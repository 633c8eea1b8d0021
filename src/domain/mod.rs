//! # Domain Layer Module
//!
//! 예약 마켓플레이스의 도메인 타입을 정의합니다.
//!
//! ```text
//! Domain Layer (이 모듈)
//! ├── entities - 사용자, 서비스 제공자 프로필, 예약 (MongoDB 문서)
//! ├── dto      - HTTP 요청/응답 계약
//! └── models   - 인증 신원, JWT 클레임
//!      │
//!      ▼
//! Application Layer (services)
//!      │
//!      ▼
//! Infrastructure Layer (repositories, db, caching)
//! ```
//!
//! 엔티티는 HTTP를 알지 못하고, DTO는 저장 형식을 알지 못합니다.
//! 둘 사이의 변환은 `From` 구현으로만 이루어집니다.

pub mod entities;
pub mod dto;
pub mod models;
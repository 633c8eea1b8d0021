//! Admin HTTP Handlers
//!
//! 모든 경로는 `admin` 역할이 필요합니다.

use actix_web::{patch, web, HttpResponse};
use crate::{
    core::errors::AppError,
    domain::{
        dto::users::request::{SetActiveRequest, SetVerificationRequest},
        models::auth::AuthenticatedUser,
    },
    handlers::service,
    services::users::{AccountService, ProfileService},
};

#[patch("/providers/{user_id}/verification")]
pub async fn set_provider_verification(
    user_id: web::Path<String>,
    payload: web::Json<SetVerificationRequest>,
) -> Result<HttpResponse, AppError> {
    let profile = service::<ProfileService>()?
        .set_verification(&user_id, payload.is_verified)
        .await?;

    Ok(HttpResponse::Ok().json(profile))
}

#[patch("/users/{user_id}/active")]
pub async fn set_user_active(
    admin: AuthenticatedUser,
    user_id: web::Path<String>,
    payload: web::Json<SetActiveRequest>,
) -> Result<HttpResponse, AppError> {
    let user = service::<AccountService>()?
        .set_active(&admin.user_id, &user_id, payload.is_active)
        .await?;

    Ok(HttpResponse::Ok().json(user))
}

= = = = = = =

Task description ▸ Above are the records; copy exactly the lines from the one with "let user = service::<AccountService>()?" through the final line.

Answer to the exercise ▸
    let user = service::<AccountService>()?
        .set_active(&admin.user_id, &user_id, payload.is_active)
        .await?;

    Ok(HttpResponse::Ok().json(user))
}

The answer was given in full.